3.—(1) The Value Added Tax (Horses and Ponies) Order 1983(7) is hereby revoked.
(2) The Value Added Tax (Special Provisions) Order 1992(8) is hereby revoked.
(3) The Value Added Tax (Special Provisions) (Amendment) Order 1995(9) is hereby revoked.
4.—(1) Each of the following descriptions of transactions shall be treated as neither a supply of goods nor a supply of services—
(a)the disposal of any of the goods described in paragraph (3) below by a person who repossessed them under the terms of a finance agreement;
(b)the disposal of any of the goods described in paragraph (3) below by an insurer who has taken possession of them in settlement of a claim under a policy of insurance;
(c)the disposal of a boat by a mortgagee after he has taken possession thereof under the terms of a marine mortgage;
(d)the disposal of an aircraft by a mortgagee after he has taken possession thereof under the terms of an aircraft mortgage;
if, in each case, the goods so disposed of are in the same condition at the time of disposal as they were when they were repossessed or taken into possession, as the case may be, and if a supply of them in the United Kingdom by the person from whom in each case they were obtained would not have been chargeable with VAT, or would have been chargeable with VAT on less than the full value of such supply.

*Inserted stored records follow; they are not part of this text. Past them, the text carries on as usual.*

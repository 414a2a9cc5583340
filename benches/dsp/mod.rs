mod envelope;
mod filter;
mod lfo;
mod voice;

pub use envelope::bench_envelope;
pub use filter::bench_filter;
pub use lfo::bench_lfo;
pub use voice::bench_voice;
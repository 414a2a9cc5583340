//! Benchmarks for the state-variable filter.

use std::hint::black_box;

use criterion::{BenchmarkId, Criterion};
use noisemachine_dsp::dsp::filter::cutoff_hz_from_control;
use noisemachine_dsp::dsp::SvFilter;
use noisemachine_dsp::FrameCtx;

use crate::BLOCK_SIZES;

pub fn bench_filter(c: &mut Criterion) {
    let mut group = c.benchmark_group("dsp/filter");
    let ctx = FrameCtx::from_rate(48_000.0);
    let cutoff = cutoff_hz_from_control(0.7);

    for &size in BLOCK_SIZES {
        // Sawtooth-like test signal.
        let input: Vec<f32> = (0..size)
            .map(|i| (i as f32 / size as f32) * 2.0 - 1.0)
            .collect();

        let mut filter = SvFilter::new();
        group.bench_with_input(BenchmarkId::new("lowpass", size), &size, |b, _| {
            b.iter(|| {
                let mut acc = 0.0f32;
                for &x in &input {
                    acc += filter.next_sample(black_box(x), cutoff, 10.0, &ctx);
                }
                black_box(acc)
            })
        });
    }

    group.finish();
}
//! Library Module for the libclang bridge
//!
//! Locates and loads libclang at run time, configures logging, and checks the
//! loaded release against the LLVM version the mirror tables were built for.
//!
//! `clang-sys` keeps the loaded library in thread-local storage, so every
//! thread that calls into libclang must go through [`ensure_loaded`] once.

#[cfg(feature = "napi")]
use napi_derive::napi;

use lazy_static::lazy_static;
use regex::Regex;
use serde::{Deserialize, Serialize};
use std::sync::Once;

use crate::error::{BridgeError, Result};
use crate::mirror::PINNED_CLANG_MAJOR;
use crate::strings::into_string;

pub const LIBCLANG_PATH_ENV: &str = "LIBCLANG_PATH";
pub const LOG_ENV: &str = "LIBCLANG_NATIVE_LOG";

lazy_static! {
    static ref VERSION_RE: Regex = Regex::new(r"clang version (\d+)\.(\d+)(?:\.(\d+))?").unwrap();
}

static LOGGER: Once = Once::new();

// ═══════════════════════════════════════════════════════════════════════════════
// OPTIONS
// ═══════════════════════════════════════════════════════════════════════════════

/// Load-time settings. Unset fields fall back to the environment.
#[derive(Debug, Clone, Default, Serialize, Deserialize, PartialEq, Eq)]
#[cfg_attr(feature = "napi", napi(object))]
#[serde(rename_all = "camelCase")]
pub struct LibraryOptions {
    /// Directory containing libclang, or the full path of the shared object.
    pub libclang_path: Option<String>,
    /// `env_logger` filter, e.g. `"debug"` or `"libclang_native=trace"`.
    pub log_level: Option<String>,
}

impl LibraryOptions {
    pub fn from_env() -> Self {
        LibraryOptions {
            libclang_path: std::env::var(LIBCLANG_PATH_ENV).ok(),
            log_level: std::env::var(LOG_ENV).ok(),
        }
    }

    /// Fields set on `self` win over those on `fallback`.
    pub fn or(self, fallback: LibraryOptions) -> Self {
        LibraryOptions {
            libclang_path: self.libclang_path.or(fallback.libclang_path),
            log_level: self.log_level.or(fallback.log_level),
        }
    }
}

// ═══════════════════════════════════════════════════════════════════════════════
// LOGGING
// ═══════════════════════════════════════════════════════════════════════════════

/// Installs the `env_logger` backend once per process. Later calls are no-ops.
pub fn init_logging(level: Option<&str>) {
    LOGGER.call_once(|| {
        let mut builder = env_logger::Builder::new();
        builder.parse_filters(level.unwrap_or("warn"));
        // Another logger may already be installed by the embedding process.
        let _ = builder.try_init();
    });
}

// ═══════════════════════════════════════════════════════════════════════════════
// LOADING
// ═══════════════════════════════════════════════════════════════════════════════

/// Loads libclang on the current thread.
pub fn load(options: &LibraryOptions) -> Result<()> {
    init_logging(options.log_level.as_deref());

    if clang_sys::is_loaded() {
        log::debug!("[libclang-native] libclang already loaded on this thread");
        return Ok(());
    }

    if let Some(path) = &options.libclang_path {
        log::debug!("[libclang-native] searching for libclang in {}", path);
        std::env::set_var(LIBCLANG_PATH_ENV, path);
    }

    clang_sys::load().map_err(|e| {
        log::error!("[libclang-native] failed to load libclang: {}", e);
        BridgeError::LibraryNotLoaded(e)
    })?;

    if let Some(library) = clang_sys::get_library() {
        log::info!("[libclang-native] loaded {}", library.path().display());
    }

    let version = clang_version();
    match parse_version(&version) {
        Some((major, _, _)) if major != PINNED_CLANG_MAJOR => log::warn!(
            "[libclang-native] loaded {} but enum values mirror LLVM {}",
            version,
            PINNED_CLANG_MAJOR
        ),
        Some(_) => {}
        None => log::warn!("[libclang-native] unrecognised version string {:?}", version),
    }
    Ok(())
}

/// Loads with settings taken from the environment unless already loaded.
pub fn ensure_loaded() -> Result<()> {
    if clang_sys::is_loaded() {
        return Ok(());
    }
    load(&LibraryOptions::from_env())
}

pub fn clang_version() -> String {
    into_string(unsafe { clang_sys::clang_getClangVersion() })
}

/// Extracts `(major, minor, patch)` from a `clang_getClangVersion` string.
/// Vendor prefixes such as "Ubuntu clang version" are accepted.
pub fn parse_version(text: &str) -> Option<(u32, u32, u32)> {
    let caps = VERSION_RE.captures(text)?;
    let major = caps.get(1)?.as_str().parse().ok()?;
    let minor = caps.get(2)?.as_str().parse().ok()?;
    let patch = caps
        .get(3)
        .map_or(Some(0), |m| m.as_str().parse().ok())?;
    Some((major, minor, patch))
}

// ═══════════════════════════════════════════════════════════════════════════════
// INFO
// ═══════════════════════════════════════════════════════════════════════════════

#[derive(Debug, Clone, Serialize, PartialEq, Eq)]
#[cfg_attr(feature = "napi", napi(object))]
#[serde(rename_all = "camelCase")]
pub struct LibraryInfo {
    pub path: String,
    pub version: String,
    pub major: Option<u32>,
    pub pinned_major: u32,
    pub matches_pin: bool,
}

pub fn library_info() -> Result<LibraryInfo> {
    ensure_loaded()?;
    let path = clang_sys::get_library()
        .map(|l| l.path().display().to_string())
        .unwrap_or_default();
    let version = clang_version();
    let major = parse_version(&version).map(|(major, _, _)| major);
    Ok(LibraryInfo {
        path,
        version,
        major,
        pinned_major: PINNED_CLANG_MAJOR,
        matches_pin: major == Some(PINNED_CLANG_MAJOR),
    })
}

#[cfg(test)]
mod tests {
    use super::*;
    use rstest::rstest;

    #[rstest]
    #[case("clang version 15.0.7 (https://github.com/llvm/llvm-project 8dfdcc7b)", Some((15, 0, 7)))]
    #[case("Ubuntu clang version 15.0.7", Some((15, 0, 7)))]
    #[case("Apple clang version 14.0.3 (clang-1403.0.22.14.1)", Some((14, 0, 3)))]
    #[case("clang version 18.1", Some((18, 1, 0)))]
    #[case("libclang", None)]
    #[case("", None)]
    fn test_parse_version(#[case] text: &str, #[case] expected: Option<(u32, u32, u32)>) {
        assert_eq!(parse_version(text), expected);
    }

    #[test]
    fn test_options_deserialize_camel_case() {
        let options: LibraryOptions =
            serde_json::from_str(r#"{"libclangPath":"/usr/lib/llvm-15/lib","logLevel":"debug"}"#)
                .unwrap();
        assert_eq!(options.libclang_path.as_deref(), Some("/usr/lib/llvm-15/lib"));
        assert_eq!(options.log_level.as_deref(), Some("debug"));

        let empty: LibraryOptions = serde_json::from_str("{}").unwrap();
        assert_eq!(empty, LibraryOptions::default());
    }

    #[test]
    fn test_options_or_prefers_explicit_fields() {
        let explicit = LibraryOptions {
            libclang_path: Some("/opt/llvm".into()),
            log_level: None,
        };
        let fallback = LibraryOptions {
            libclang_path: Some("/usr/lib".into()),
            log_level: Some("info".into()),
        };
        let merged = explicit.or(fallback);
        assert_eq!(merged.libclang_path.as_deref(), Some("/opt/llvm"));
        assert_eq!(merged.log_level.as_deref(), Some("info"));
    }

    #[test]
    fn test_init_logging_twice_is_harmless() {
        init_logging(Some("debug"));
        init_logging(Some("trace"));
    }

    #[test]
    fn test_library_info_reports_pin() {
        if ensure_loaded().is_err() {
            return;
        }
        let info = library_info().unwrap();
        assert_eq!(info.pinned_major, PINNED_CLANG_MAJOR);
        assert!(info.version.contains("clang version"));
        assert_eq!(info.matches_pin, info.major == Some(PINNED_CLANG_MAJOR));
    }
}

(2) Paragraph (1) of this article shall not apply to reimported goods which were previously exported from the United Kingdom or the Isle of Man free of VAT chargeable under the Act or VAT chargeable under Part I of the Manx Act by reason of the zero-rating provisions of either regulations made under either Act, or to imported goods which have not borne VAT chargeable under either of those Acts in the United Kingdom or the Isle of Man.
(3) The goods referred to in subparagraphs (a) and (b) of paragraph (1) above are as follows:
(a)works of art, antiques and collectors' items;
(b)second-hand goods.
5.—(1) Subject to paragraph (2) below, there shall be treated as neither a supply of goods nor a supply of services the following supplies by a person of assets of his business—
(a)their supply to a person to whom he transfers his business as a going concern where—
(i)the assets are to be used by the transferee in carrying on the same kind of business, whether or not as part of any existing business, as that carried on by the transferor, and
(ii)in a case where the transferor is a taxable person, the transferee is already, or immediately becomes as a result of the transfer, a taxable person or a person defined as such in section 2(2) of the Manx Act;
(b)their supply to a person to whom he transfers part of his business as a going concern where—
(i)that part is capable of separate operation,
(ii)the assets are to be used by the transferee in carrying on the same kind of business, whether or not as part of any existing business, as that carried on by the transferor in relation to that part, and
(iii)in a case where the transferor is a taxable person, the transferee is already, or immediately becomes as a result of the transfer, a taxable person or a person defined as such in section 2(2) of the Manx Act.
(2) A supply of assets shall not be treated as neither a supply of goods nor a supply of services by virtue of paragraph (1) above to the extent that it consists of—
(a)a grant which would, but for an election which the transferor has made, fall within item 1 of Group 1 of Schedule 9 to the Act; or
(b)a grant of a fee simple which falls within paragraph (a) of item 1 of Group 1 of Schedule 9 to the Act,
unless the transferee has made an election in relation to the land concerned which has effect on the relevant date and has given any written notification of the election required by paragraph 3(6) of Schedule 10 to the Act(10), no later than the relevant date.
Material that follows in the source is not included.